Critics of the bill also note that districts don’t give traditional schools a set per-pupil amount from overrides.

The gap is partly a guess: State law allows districts to collect overrides for a variety of purposes. In addition to general overrides used for operating expenses, revenues can be earmarked for transportation, facilities, technology costs and full-day kindergarten. Senate Bill 16-188 says districts don’t need to share override revenues that charters aren’t otherwise eligible for. For instance, a charter high school wouldn’t receive money from a full-day kindergarten override.

Current Department of Education data doesn’t break out how much money districts collect from different types of overrides, so it isn’t easy to calculate the exact amount of money subject to sharing.

Better data is coming: A 2014 law required the Department of Education to compile a detailed report on sharing of override revenues. The department is in the final stages of compiling that study. But Associate Commissioner Leanne Emm said last week that the document won’t be ready until mid-May. Lawmakers have to adjourn no later than May 11.

Charter School Institute: Schools supervised by the institute receive no share of override revenues because they have no formal ties to local districts. The institute is a state agency with the power to authorize charters independently of districts.

Under SB 16-188, the state would pay those schools what they would receive if they were authorized by districts. Legislative staff estimate the annual cost of that at $12.2 million. But SB 16-188 specifies that this provision won’t be funded right away.

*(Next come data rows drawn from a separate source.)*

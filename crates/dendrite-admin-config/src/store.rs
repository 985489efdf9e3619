//! The file-backed store.

use std::fs;
use std::path::{Path, PathBuf};

use tracing::debug;

use crate::error::{ConfigError, ConfigResult};
use crate::model::ConfigDocument;

const CONFIG_FILE_NAME: &str = "dendrite-admin.toml";

/// File-backed configuration store.
///
/// The path is threaded in explicitly by the caller; there is no
/// process-wide config file state.
#[derive(Debug, Clone)]
pub struct ConfigStore {
    path: PathBuf,
}

impl ConfigStore {
    /// Store backed by the given file path.
    #[must_use]
    pub fn new(path: impl Into<PathBuf>) -> Self {
        Self { path: path.into() }
    }

    /// Store backed by the default path: `$HOME/.config/dendrite-admin.toml`
    /// when `$HOME/.config` exists, `$HOME/.dendrite-admin.toml` otherwise.
    ///
    /// # Errors
    ///
    /// [`ConfigError::MissingHome`] when `$HOME` is not set.
    pub fn default_location() -> ConfigResult<Self> {
        let home = std::env::var_os("HOME").ok_or(ConfigError::MissingHome)?;
        let home = PathBuf::from(home);
        let dot_config = home.join(".config");
        let path = if dot_config.is_dir() {
            dot_config.join(CONFIG_FILE_NAME)
        } else {
            home.join(format!(".{CONFIG_FILE_NAME}"))
        };
        Ok(Self::new(path))
    }

    /// Path of the backing file.
    #[must_use]
    pub fn path(&self) -> &Path {
        &self.path
    }

    /// Read the whole document; a missing file yields the default
    /// document.
    ///
    /// # Errors
    ///
    /// [`ConfigError::Io`] when the file exists but cannot be read,
    /// [`ConfigError::Parse`] when it is not valid TOML.
    pub fn load(&self) -> ConfigResult<ConfigDocument> {
        if !self.path.exists() {
            debug!(path = %self.path.display(), "config file not found, using defaults");
            return Ok(ConfigDocument::default());
        }
        debug!(path = %self.path.display(), "reading config file");
        let raw = fs::read_to_string(&self.path).map_err(|source| ConfigError::Io {
            path: self.path.clone(),
            source,
        })?;
        toml::from_str(&raw).map_err(|source| ConfigError::Parse {
            path: self.path.clone(),
            source,
        })
    }

    /// Write the whole document back, creating parent directories as
    /// needed.
    ///
    /// # Errors
    ///
    /// [`ConfigError::Serialize`] when the document cannot be rendered,
    /// [`ConfigError::Io`] when the file cannot be written.
    pub fn save(&self, document: &ConfigDocument) -> ConfigResult<()> {
        debug!(path = %self.path.display(), "writing config file");
        let rendered = toml::to_string_pretty(document)?;
        if let Some(parent) = self.path.parent() {
            fs::create_dir_all(parent).map_err(|source| ConfigError::Io {
                path: self.path.clone(),
                source,
            })?;
        }
        fs::write(&self.path, rendered).map_err(|source| ConfigError::Io {
            path: self.path.clone(),
            source,
        })
    }
}

#[cfg(test)]
mod tests {
    use super::*;
    use tempfile::TempDir;

    #[test]
    fn load_missing_file_yields_defaults() {
        let dir = TempDir::new().expect("temp dir");
        let store = ConfigStore::new(dir.path().join("absent.toml"));
        let doc = store.load().expect("defaults load");
        assert_eq!(doc, ConfigDocument::default());
    }

    #[test]
    fn round_trip_preserves_document() {
        let dir = TempDir::new().expect("temp dir");
        let store = ConfigStore::new(dir.path().join("nested").join("config.toml"));

        let doc = ConfigDocument {
            access_token: Some("syt_token".to_string()),
            server: Some("https://matrix.example.test".to_string()),
            database_uri: Some("sqlite:///tmp/dendrite.db".to_string()),
            headers: std::collections::BTreeMap::from([(
                "X-Forwarded-For".to_string(),
                "10.0.0.1".to_string(),
            )]),
            override_password_length_check: true,
            ..ConfigDocument::default()
        };

        store.save(&doc).expect("save succeeds");
        let loaded = store.load().expect("load succeeds");
        assert_eq!(loaded, doc);
    }

    #[test]
    fn load_rejects_invalid_toml() {
        let dir = TempDir::new().expect("temp dir");
        let path = dir.path().join("broken.toml");
        std::fs::write(&path, "access_token = [unclosed").expect("write fixture");

        let err = ConfigStore::new(&path).load().expect_err("parse should fail");
        assert!(matches!(err, ConfigError::Parse { .. }));
    }
}
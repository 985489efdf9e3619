//! Wire models for admin API requests and responses.

use serde::{Deserialize, Serialize};

/// Result of evacuating a room or a user.
///
/// For rooms, `affected` holds the user IDs that were parted; for users,
/// the room IDs they were removed from. A second evacuation of the same
/// target yields an empty list.
#[derive(Debug, Clone, Serialize, Deserialize)]
pub struct EvacuationReport {
    /// Identifiers affected by the evacuation.
    pub affected: Vec<String>,
}

/// Result of an admin password reset.
#[derive(Debug, Clone, Serialize, Deserialize)]
pub struct PasswordReset {
    /// Whether the server actually updated the password.
    pub password_updated: bool,
}

/// Response to a successful shared-secret registration.
#[derive(Debug, Clone, Serialize, Deserialize)]
pub struct RegisteredUser {
    /// Access token for the freshly created account.
    pub access_token: String,
    /// Fully qualified user ID.
    pub user_id: String,
    /// Server name the account was created on.
    #[serde(default)]
    pub home_server: Option<String>,
    /// Device created alongside the account.
    #[serde(default)]
    pub device_id: Option<String>,
}

/// Response to a password login.
#[derive(Debug, Clone, Deserialize)]
pub struct LoginSession {
    /// Short-lived access token scoped to the logged-in user.
    pub access_token: String,
    /// Device the login created, when reported.
    #[serde(default)]
    pub device_id: Option<String>,
}

/// Result of sending a server notice.
#[derive(Debug, Clone, Serialize, Deserialize)]
pub struct ServerNotice {
    /// Event ID of the delivered notice.
    pub event_id: String,
}

/// Interactive-auth challenge body returned with HTTP 401.
///
/// The session identifier must be echoed back verbatim in the follow-up
/// request.
#[derive(Debug, Clone, Deserialize)]
pub struct UiaChallenge {
    /// Server-issued session identifier for this auth attempt.
    pub session: String,
    /// Ordered list of acceptable authentication flows.
    #[serde(default)]
    pub flows: Vec<UiaFlow>,
}

/// One interactive-auth flow: an ordered list of stage identifiers.
#[derive(Debug, Clone, Deserialize)]
pub struct UiaFlow {
    /// Stage identifiers, e.g. `m.login.password`.
    #[serde(default)]
    pub stages: Vec<String>,
}

impl UiaChallenge {
    /// First flow whose leading stage matches `stage`, if any.
    #[must_use]
    pub fn flow_starting_with(&self, stage: &str) -> Option<&UiaFlow> {
        self.flows
            .iter()
            .find(|flow| flow.stages.first().is_some_and(|first| first == stage))
    }
}

/// Nonce envelope returned by the shared-secret registration endpoint.
#[derive(Debug, Clone, Deserialize)]
pub(crate) struct NonceEnvelope {
    pub(crate) nonce: String,
}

Other provisions sought by charters are contained in SB 16-187 and include:

  • Formal notification from districts when vacant buildings and land are available.
  • Elimination of the current requirement that charters be open for five years before they can apply for state Building Excellent Schools Today, or BEST, funds.
  • Expanding use of funds charters currently receive for building needs so that they also can be used for maintenance.
  • Permitting charters in the state’s highest rating category to submit improvement plans every other year rather than annually.
  • Streamlining of audit requirements for charters with multiple campuses.
  • Requiring districts to provide more detailed accounting of services they provide to charters.